How has your media mix changed this year, given COVID? For example, in 2018 the company moved away from TV (80% was on linear TV before then.) Have you moved back to linear TV with everyone home?

Overall, we’re much lower in TV. When there’s less spend, TV will always be the first target. This year we had a campaign ready to go, it would have had a TV component, but it was not the right voice. We really had to pivot. So we’ve had some small things in-market. We’ve had some targeted digital plays. But overall, we just pulled back. 

Some of our competitors were out there and are bigger and we weren’t going to break through with that. We weren’t going to have as much to spend as them, so it didn’t make sense to go halfway on it. But we strongly believe in brand building. Brand advertising has a strong pull and we’ve done studies to show it has a robust return, which has allowed us to convince CFOs and other people at the table to spend.
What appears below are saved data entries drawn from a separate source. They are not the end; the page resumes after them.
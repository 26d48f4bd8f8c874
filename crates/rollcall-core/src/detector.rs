//! SCRFD face detector via ONNX Runtime.
//!
//! Both backbones share the same three-stride, anchor-free head: per stride
//! a score map, a box-distance map and a five-point landmark map. Only the
//! network input size differs between them.

use crate::config::DetectorBackbone;
use crate::types::BoundingBox;
use image::imageops::{self, FilterType};
use image::GrayImage;
use ndarray::Array4;
use ort::session::Session;
use ort::value::TensorRef;
use std::cmp::Ordering;
use std::path::Path;
use thiserror::Error;

const SCRFD_MEAN: f32 = 127.5;
const SCRFD_STD: f32 = 128.0;
const SCRFD_SCORE_THRESHOLD: f32 = 0.5;
const SCRFD_NMS_THRESHOLD: f32 = 0.4;
const SCRFD_STRIDES: [usize; 3] = [8, 16, 32];
const SCRFD_ANCHORS_PER_CELL: usize = 2;

#[derive(Error, Debug)]
pub enum DetectorError {
    #[error("model file not found: {0} (download from insightface and place in the model directory)")]
    ModelNotFound(String),
    #[error("inference failed: {0}")]
    InferenceFailed(String),
    #[error("ort: {0}")]
    Ort(#[from] ort::Error),
}

/// Where each stride's three head outputs live in the session output list.
#[derive(Debug, Clone, Copy, PartialEq, Eq)]
struct StrideOutputs {
    score: usize,
    bbox: usize,
    kps: usize,
}

/// Mapping from network input space back to source image space.
#[derive(Debug, Clone, Copy)]
struct Letterbox {
    scale: f32,
    pad_x: f32,
    pad_y: f32,
}

impl Letterbox {
    fn to_source(&self, (x, y): (f32, f32)) -> (f32, f32) {
        ((x - self.pad_x) / self.scale, (y - self.pad_y) / self.scale)
    }
}

/// SCRFD-based face detector bound to one backbone.
pub struct FaceDetector {
    session: Session,
    backbone: DetectorBackbone,
    input_size: usize,
    layout: [StrideOutputs; 3],
}

impl FaceDetector {
    /// Load the SCRFD model for `backbone` from `model_dir`.
    pub fn load(model_dir: &Path, backbone: DetectorBackbone) -> Result<Self, DetectorError> {
        let model_path = model_dir.join(backbone.model_file());
        if !model_path.exists() {
            return Err(DetectorError::ModelNotFound(model_path.display().to_string()));
        }

        let session = Session::builder()?
            .with_intra_threads(2)?
            .commit_from_file(&model_path)?;

        let output_names: Vec<String> = session.outputs().iter().map(|o| o.name().to_string()).collect();
        if output_names.len() < 9 {
            return Err(DetectorError::InferenceFailed(format!(
                "SCRFD model requires 9 outputs (3 strides × score/bbox/kps), got {}",
                output_names.len()
            )));
        }

        let layout = output_layout(&output_names);
        tracing::info!(
            path = %model_path.display(),
            %backbone,
            outputs = ?output_names,
            "loaded SCRFD model"
        );

        Ok(Self {
            session,
            backbone,
            input_size: backbone.input_size(),
            layout,
        })
    }

    pub fn backbone(&self) -> DetectorBackbone {
        self.backbone
    }

    /// Detect faces, returning boxes in `image` coordinates sorted by confidence.
    pub fn detect(&mut self, image: &GrayImage) -> Result<Vec<BoundingBox>, DetectorError> {
        if image.width() == 0 || image.height() == 0 {
            return Ok(Vec::new());
        }

        let (input, letterbox) = letterbox_tensor(image, self.input_size);
        let outputs = self.session.run(ort::inputs![TensorRef::from_array_view(input.view())?])?;

        let mut candidates = Vec::new();
        for (slot, &stride) in SCRFD_STRIDES.iter().enumerate() {
            let idx = self.layout[slot];
            let extract = |i: usize, what: &str| {
                outputs[i]
                    .try_extract_tensor::<f32>()
                    .map(|(_, data)| data)
                    .map_err(|e| DetectorError::InferenceFailed(format!("{what} stride {stride}: {e}")))
            };
            let head = StrideHead {
                stride,
                scores: extract(idx.score, "scores")?,
                bboxes: extract(idx.bbox, "bboxes")?,
                kps: extract(idx.kps, "kps")?,
            };
            candidates.extend(head.decode(self.input_size, &letterbox, SCRFD_SCORE_THRESHOLD));
        }

        Ok(non_max_suppression(candidates, SCRFD_NMS_THRESHOLD))
    }
}

/// Resolve output indices by tensor name (`score_8`, `bbox_16`, ...), falling
/// back to the conventional export order when names are opaque.
fn output_layout(names: &[String]) -> [StrideOutputs; 3] {
    let position = |prefix: &str, stride: usize| {
        let wanted = format!("{prefix}_{stride}");
        names.iter().position(|n| *n == wanted)
    };

    let named: Option<Vec<StrideOutputs>> = SCRFD_STRIDES
        .iter()
        .map(|&stride| {
            Some(StrideOutputs {
                score: position("score", stride)?,
                bbox: position("bbox", stride)?,
                kps: position("kps", stride)?,
            })
        })
        .collect();

    match named {
        Some(found) => [found[0], found[1], found[2]],
        None => {
            tracing::debug!(?names, "SCRFD output names not recognized, using positional layout");
            std::array::from_fn(|i| StrideOutputs { score: i, bbox: i + 3, kps: i + 6 })
        }
    }
}

/// Letterbox a grayscale image into a normalised NCHW tensor.
fn letterbox_tensor(image: &GrayImage, size: usize) -> (Array4<f32>, Letterbox) {
    let (w, h) = (image.width() as f32, image.height() as f32);
    let scale = (size as f32 / w).min(size as f32 / h);
    let new_w = ((w * scale).round() as u32).clamp(1, size as u32);
    let new_h = ((h * scale).round() as u32).clamp(1, size as u32);
    let pad_x = (size as u32 - new_w) / 2;
    let pad_y = (size as u32 - new_h) / 2;

    let resized = imageops::resize(image, new_w, new_h, FilterType::Triangle);

    // Padding holds the mean so it normalises to zero.
    let mut tensor = Array4::<f32>::zeros((1, 3, size, size));
    for (x, y, pixel) in resized.enumerate_pixels() {
        let v = (pixel.0[0] as f32 - SCRFD_MEAN) / SCRFD_STD;
        let (tx, ty) = ((x + pad_x) as usize, (y + pad_y) as usize);
        for c in 0..3 {
            tensor[[0, c, ty, tx]] = v;
        }
    }

    let letterbox = Letterbox {
        scale,
        pad_x: pad_x as f32,
        pad_y: pad_y as f32,
    };
    (tensor, letterbox)
}

/// Raw head outputs for one stride.
struct StrideHead<'a> {
    stride: usize,
    scores: &'a [f32],
    bboxes: &'a [f32],
    kps: &'a [f32],
}

impl StrideHead<'_> {
    fn decode(&self, input_size: usize, letterbox: &Letterbox, threshold: f32) -> Vec<BoundingBox> {
        let grid = input_size / self.stride;
        let stride = self.stride as f32;
        let anchors = grid * grid * SCRFD_ANCHORS_PER_CELL;

        (0..anchors)
            .filter_map(|idx| {
                let score = *self.scores.get(idx)?;
                if score <= threshold {
                    return None;
                }
                let cell = idx / SCRFD_ANCHORS_PER_CELL;
                let cx = (cell % grid) as f32 * stride;
                let cy = (cell / grid) as f32 * stride;

                let d = self.bboxes.get(idx * 4..idx * 4 + 4)?;
                let (x1, y1) = letterbox.to_source((cx - d[0] * stride, cy - d[1] * stride));
                let (x2, y2) = letterbox.to_source((cx + d[2] * stride, cy + d[3] * stride));

                let landmarks = self.kps.get(idx * 10..idx * 10 + 10).map(|k| {
                    std::array::from_fn(|i| {
                        letterbox.to_source((cx + k[i * 2] * stride, cy + k[i * 2 + 1] * stride))
                    })
                });

                Some(BoundingBox {
                    x: x1,
                    y: y1,
                    width: x2 - x1,
                    height: y2 - y1,
                    confidence: score,
                    landmarks,
                })
            })
            .collect()
    }
}

fn by_confidence_desc(a: &BoundingBox, b: &BoundingBox) -> Ordering {
    b.confidence.partial_cmp(&a.confidence).unwrap_or(Ordering::Equal)
}

/// Greedy NMS; output is sorted by descending confidence.
fn non_max_suppression(mut boxes: Vec<BoundingBox>, iou_threshold: f32) -> Vec<BoundingBox> {
    boxes.sort_by(by_confidence_desc);
    let mut kept: Vec<BoundingBox> = Vec::with_capacity(boxes.len());
    for candidate in boxes {
        if kept.iter().all(|k| iou(k, &candidate) <= iou_threshold) {
            kept.push(candidate);
        }
    }
    kept
}

/// Intersection-over-Union of two boxes.
fn iou(a: &BoundingBox, b: &BoundingBox) -> f32 {
    let ix = ((a.x + a.width).min(b.x + b.width) - a.x.max(b.x)).max(0.0);
    let iy = ((a.y + a.height).min(b.y + b.height) - a.y.max(b.y)).max(0.0);
    let inter = ix * iy;
    let union = a.area() + b.area() - inter;
    if union > 0.0 {
        inter / union
    } else {
        0.0
    }
}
Ultimately, we still believe in a very strong digital foundation, with TV and radio over that for greater brand return.

But we’re going to continue to do smaller plays. We want to step back, re-evaluate and get it right for 2021, or at least try to. 

Can you talk about the campaign that was supposed to go out this year?
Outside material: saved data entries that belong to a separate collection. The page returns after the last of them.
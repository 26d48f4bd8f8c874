//! Image → face embeddings.
//!
//! The [`EncodingExtractor`] trait is the seam the trainer and the live
//! recognition loop depend on; [`OnnxExtractor`] is the production
//! implementation built from the SCRFD detector and ArcFace recognizer.

use crate::config::DetectorBackbone;
use crate::detector::{DetectorError, FaceDetector};
use crate::recognizer::{FaceRecognizer, RecognizerError};
use crate::types::FaceEmbedding;
use image::imageops::{self, FilterType};
use image::GrayImage;
use std::borrow::Cow;
use std::collections::HashMap;
use std::path::Path;
use thiserror::Error;

#[derive(Error, Debug)]
pub enum ExtractError {
    #[error("detector error: {0}")]
    Detector(#[from] DetectorError),
    #[error("recognizer error: {0}")]
    Recognizer(#[from] RecognizerError),
    #[error("detector backbone '{0}' is not loaded")]
    BackboneUnavailable(DetectorBackbone),
    #[error("unreadable image: {0}")]
    Image(#[from] image::ImageError),
}

/// Produces one embedding per detected face, in detection order.
///
/// An image with no faces yields an empty vector; that is a normal outcome.
pub trait EncodingExtractor: Send {
    fn extract(
        &mut self,
        image: &GrayImage,
        backbone: DetectorBackbone,
    ) -> Result<Vec<FaceEmbedding>, ExtractError>;
}

/// Decode an image file into the grayscale buffer the pipeline works on.
pub fn load_gray(path: &Path) -> Result<GrayImage, ExtractError> {
    Ok(image::open(path)?.into_luma8())
}

/// Shrink `image` so its longer side is at most `max_dimension`.
///
/// Returns the (possibly borrowed) image and the factor that maps
/// coordinates on it back to the original.
pub fn downscale(image: &GrayImage, max_dimension: u32) -> (Cow<'_, GrayImage>, f32) {
    let longest = image.width().max(image.height());
    if longest <= max_dimension || longest == 0 {
        return (Cow::Borrowed(image), 1.0);
    }
    let scale = max_dimension as f32 / longest as f32;
    let w = ((image.width() as f32 * scale).round() as u32).max(1);
    let h = ((image.height() as f32 * scale).round() as u32).max(1);
    tracing::debug!(from = ?image.dimensions(), to = ?(w, h), "downscaling before detection");
    let resized = imageops::resize(image, w, h, FilterType::Triangle);
    (Cow::Owned(resized), image.width() as f32 / w as f32)
}

/// SCRFD + ArcFace extractor with one or both detector backbones loaded.
pub struct OnnxExtractor {
    detectors: HashMap<DetectorBackbone, FaceDetector>,
    recognizer: FaceRecognizer,
    max_image_dimension: u32,
}

impl OnnxExtractor {
    /// Load the recognizer and each requested backbone from `model_dir`.
    pub fn load(
        model_dir: &Path,
        backbones: &[DetectorBackbone],
        max_image_dimension: u32,
    ) -> Result<Self, ExtractError> {
        let mut detectors = HashMap::new();
        for &backbone in backbones {
            detectors.insert(backbone, FaceDetector::load(model_dir, backbone)?);
        }
        let recognizer = FaceRecognizer::load(model_dir)?;
        Ok(Self {
            detectors,
            recognizer,
            max_image_dimension,
        })
    }
}

impl EncodingExtractor for OnnxExtractor {
    fn extract(
        &mut self,
        image: &GrayImage,
        backbone: DetectorBackbone,
    ) -> Result<Vec<FaceEmbedding>, ExtractError> {
        let detector = self
            .detectors
            .get_mut(&backbone)
            .ok_or(ExtractError::BackboneUnavailable(backbone))?;

        let (working, back) = downscale(image, self.max_image_dimension);
        let faces = detector.detect(&working)?;
        if faces.is_empty() {
            tracing::debug!(%backbone, "no face detected");
            return Ok(Vec::new());
        }

        let mut out = Vec::with_capacity(faces.len());
        for face in &faces {
            let embedding = self.recognizer.embed(&working, face)?;
            out.push(FaceEmbedding {
                embedding,
                bbox: face.rescaled(back),
            });
        }
        tracing::debug!(%backbone, faces = out.len(), "extracted embeddings");
        Ok(out)
    }
}

#[cfg(test)]
mod tests {
    use super::*;
    use image::Luma;

    #[test]
    fn test_downscale_leaves_small_images_alone() {
        let image = GrayImage::from_pixel(640, 480, Luma([10]));
        let (out, back) = downscale(&image, 1024);
        assert!(matches!(out, Cow::Borrowed(_)));
        assert_eq!(back, 1.0);
    }

    #[test]
    fn test_downscale_bounds_longest_side() {
        let image = GrayImage::from_pixel(4096, 2048, Luma([10]));
        let (out, back) = downscale(&image, 1024);
        assert_eq!(out.dimensions(), (1024, 512));
        assert!((back - 4.0).abs() < 1e-6);
    }

    #[test]
    fn test_load_gray_rejects_garbage() {
        let dir = tempfile::tempdir().unwrap();
        let path = dir.path().join("broken.jpg");
        std::fs::write(&path, b"not an image").unwrap();
        assert!(matches!(load_gray(&path), Err(ExtractError::Image(_))));
    }
}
We had a more rational play planned to go to market, but then COVID hit. It received strong marks in research and testing, but it was about helping people plan their futures. It was called “Plan so you can.” We didn’t feel like it was the right tone because it wasn’t focused on the time and didn’t have the right, empathetic voice. When people were getting sick, unemployment was higher and higher and parents had to take on homeschooling, it just didn’t feel like a time to try to help people plan finances. We wanted to switch to a tone of “Let’s get through this, we’ll be there as you need us.” 
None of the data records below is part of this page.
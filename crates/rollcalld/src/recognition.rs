//! Sampled recognition loop: frame source → engine → session manager.

use crate::capture::{Frame, FrameSource};
use crate::engine::EngineHandle;
use chrono::NaiveDateTime;
use rollcall_attendance::{AttendanceSessionManager, ObserveOutcome, SessionError, SessionKey};
use rollcall_core::MatchResult;
use std::sync::Arc;
use std::time::Duration;
use tokio_util::sync::CancellationToken;

/// What one sampled frame produced.
#[derive(Debug, Default, PartialEq)]
pub struct TickReport {
    pub faces: usize,
    pub recorded: usize,
    pub duplicates: usize,
    pub ignored: usize,
}

pub struct RecognitionLoop {
    source: Box<dyn FrameSource>,
    engine: EngineHandle,
    manager: Arc<AttendanceSessionManager>,
    class_id: String,
    interval: Duration,
}

impl RecognitionLoop {
    pub fn new(
        source: Box<dyn FrameSource>,
        engine: EngineHandle,
        manager: Arc<AttendanceSessionManager>,
        class_id: String,
        interval: Duration,
    ) -> Self {
        Self {
            source,
            engine,
            manager,
            class_id,
            interval,
        }
    }

    /// Sample one frame and feed its matches to the class's current session.
    pub async fn tick(&mut self) -> TickReport {
        let frame = match self.source.latest() {
            Ok(Some(frame)) => frame,
            Ok(None) => return TickReport::default(),
            Err(e) => {
                tracing::warn!(error = %e, "frame capture failed");
                return TickReport::default();
            }
        };
        if frame.is_dark() {
            tracing::debug!(sequence = frame.sequence, brightness = frame.avg_brightness(), "skipping dark frame");
            return TickReport::default();
        }
        self.process(frame).await
    }

    async fn process(&mut self, frame: Frame) -> TickReport {
        let Frame {
            image,
            captured_at,
            sequence,
            origin,
        } = frame;

        let results = match self.engine.recognize(image).await {
            Ok(results) => results,
            Err(e) => {
                tracing::error!(sequence, error = %e, "recognition failed");
                return TickReport::default();
            }
        };
        let faces = results.len();
        if results.is_empty() {
            return TickReport::default();
        }

        // Session calls write to the ledger under a blocking mutex.
        let manager = Arc::clone(&self.manager);
        let class_id = self.class_id.clone();
        let snapshot = origin.map(|p| p.display().to_string());
        let recorded = tokio::task::spawn_blocking(move || {
            record_matches(&manager, &class_id, &results, captured_at, snapshot)
        })
        .await;

        match recorded {
            Ok(report) => {
                tracing::debug!(sequence, ?report, "frame processed");
                report
            }
            Err(e) => {
                tracing::error!(sequence, error = %e, "recording matches panicked");
                TickReport {
                    faces,
                    ..TickReport::default()
                }
            }
        }
    }

    /// Sample every `interval` until `cancel` fires.
    ///
    /// Stopping the loop leaves sessions to the deadline scheduler.
    pub async fn run(mut self, cancel: CancellationToken) {
        tracing::info!(
            class_id = %self.class_id,
            interval_ms = self.interval.as_millis() as u64,
            "recognition loop started"
        );
        let mut interval = tokio::time::interval(self.interval);
        interval.set_missed_tick_behavior(tokio::time::MissedTickBehavior::Skip);

        loop {
            tokio::select! {
                _ = cancel.cancelled() => {
                    tracing::info!("recognition loop stopping");
                    break;
                }
                _ = interval.tick() => {
                    self.tick().await;
                }
            }
        }
    }
}

/// Feed one frame's matches to the class's session for the capture time.
fn record_matches(
    manager: &AttendanceSessionManager,
    class_id: &str,
    results: &[MatchResult],
    captured_at: NaiveDateTime,
    snapshot: Option<String>,
) -> TickReport {
    let mut report = TickReport {
        faces: results.len(),
        ..TickReport::default()
    };

    let slot = manager.config().slot_schedule.slot_at(captured_at.time());
    let key = SessionKey::new(class_id, captured_at.date(), slot);
    let session = match manager.ensure_open(key, None) {
        Ok(session) => session,
        Err(SessionError::SessionClosed(key)) => {
            tracing::debug!(%key, "session already closed, frame dropped");
            return report;
        }
        Err(e) => {
            tracing::error!(error = %e, "cannot open attendance session");
            return report;
        }
    };

    for result in results {
        match manager.observe(session.id, result, captured_at, snapshot.clone()) {
            Ok(ObserveOutcome::Recorded(_)) => report.recorded += 1,
            Ok(ObserveOutcome::Duplicate { .. }) => report.duplicates += 1,
            Ok(ObserveOutcome::Ignored(_)) | Ok(ObserveOutcome::SessionClosed) => report.ignored += 1,
            Err(e) => tracing::error!(session = %session.id, error = %e, "observe failed"),
        }
    }
    report
}
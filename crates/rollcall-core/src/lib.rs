//! rollcall-core: face embedding extraction, gallery training and matching.
//!
//! Uses SCRFD for face detection and ArcFace for embeddings, both running via
//! ONNX Runtime on the CPU. Trained galleries are versioned on disk and served
//! to matchers as immutable snapshots.

pub mod alignment;
pub mod config;
pub mod detector;
pub mod extractor;
pub mod gallery;
pub mod matcher;
pub mod recognizer;
pub mod trainer;
pub mod types;

pub use config::{default_data_dir, default_model_dir, DetectorBackbone, EngineConfig};
pub use extractor::{EncodingExtractor, ExtractError, OnnxExtractor};
pub use gallery::{GalleryError, GalleryStore, ModelStats, TrainedModel};
pub use matcher::{Matcher, NearestMatcher};
pub use trainer::{EnrollmentImage, TrainError, TrainOutcome, Trainer, TrainingSummary};
pub use types::{BoundingBox, Embedding, FaceEmbedding, Identity, MatchResult, MatchVerdict};
//! Background task that closes sessions once their deadline passes.
//!
//! Runs independently of any camera loop so a stopped camera never leaves
//! a session open. Failed closes are logged and retried on the next tick.

use crate::manager::AttendanceSessionManager;
use chrono::{Local, NaiveDateTime};
use std::sync::Arc;
use std::time::Duration;
use tokio_util::sync::CancellationToken;

pub type Clock = Arc<dyn Fn() -> NaiveDateTime + Send + Sync>;

pub fn local_clock() -> Clock {
    Arc::new(|| Local::now().naive_local())
}

pub struct DeadlineScheduler {
    manager: Arc<AttendanceSessionManager>,
    interval: Duration,
    clock: Clock,
}

impl DeadlineScheduler {
    pub fn new(manager: Arc<AttendanceSessionManager>, interval: Duration) -> Self {
        Self {
            manager,
            interval,
            clock: local_clock(),
        }
    }

    pub fn with_clock(mut self, clock: Clock) -> Self {
        self.clock = clock;
        self
    }

    /// One sweep. Returns how many sessions were closed.
    pub async fn tick(&self) -> usize {
        let manager = Arc::clone(&self.manager);
        let now = (self.clock)();
        let results = match tokio::task::spawn_blocking(move || manager.close_expired(now)).await {
            Ok(results) => results,
            Err(e) => {
                tracing::error!(error = %e, "deadline sweep panicked");
                return 0;
            }
        };

        let mut closed = 0;
        for (session, result) in results {
            match result {
                Ok(summary) => {
                    closed += 1;
                    tracing::info!(
                        %session,
                        key = %summary.key,
                        present = summary.present,
                        late = summary.late,
                        absent = summary.absent,
                        rate = summary.attendance_rate,
                        "session closed at deadline"
                    );
                }
                Err(e) => {
                    tracing::error!(%session, error = %e, "closing expired session failed, will retry");
                }
            }
        }
        closed
    }

    /// Sweep every `interval` until `cancel` fires.
    pub async fn run(self, cancel: CancellationToken) {
        tracing::info!(interval_secs = self.interval.as_secs(), "deadline scheduler started");
        let mut interval = tokio::time::interval(self.interval);
        interval.set_missed_tick_behavior(tokio::time::MissedTickBehavior::Delay);

        loop {
            tokio::select! {
                _ = cancel.cancelled() => {
                    tracing::info!("deadline scheduler stopping");
                    break;
                }
                _ = interval.tick() => {
                    let closed = self.tick().await;
                    if closed == 0 {
                        tracing::trace!("deadline sweep: nothing expired");
                    }
                }
            }
        }
    }
}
Since then, we knew we needed to find a voice to come through in the marketplace and show we were different. Even though there’s so much negative out there, we can do more positive things over time, and the way we’re going to do it is different.

There is a lot of interest in diversity and inclusion. How are you working to ensure that the company is inclusive in its marketing and services it offers? Are you able to take steps yourself to hire more diverse employees?

This is something we care a lot about. Other companies say that, too, but the difference is that instead of just writing a check, we feel an obligation to act and do things differently. Our global CEO has made public claims about what we plan to do. Overall, we’re looking to do more with actions than just donating.

There was a lot of conversation internally already around making sure we listen to diverse voices and achieve more diversity. We turned that up a lot this summer and a number of us went through programs and social identity discussions. We’ve also changed recruiting and how individual teams are formed. I feel an obligation to grow a more diverse team. We have to find different ways to bring in more people. We’re committed to that locally as well as globally across our offices. We’re looking to do more with actions than with just money. 

How about the marketing — are you looking at ways to reach more diverse people or include more diversity in marketing?

We’ve always had some level of a lens on that. Because of my agency experience, we’ve been conscious of that. But in terms of the number of people we reach and who we reach, we are looking to expand. It’s not about people with current wealth, it’s about helping people generate wealth.

Maureen Morrison is a strategic advisor and editorial consultant for Brand Innovators. She is the founder of consultancy Irving Park LLC, based in San Francisco.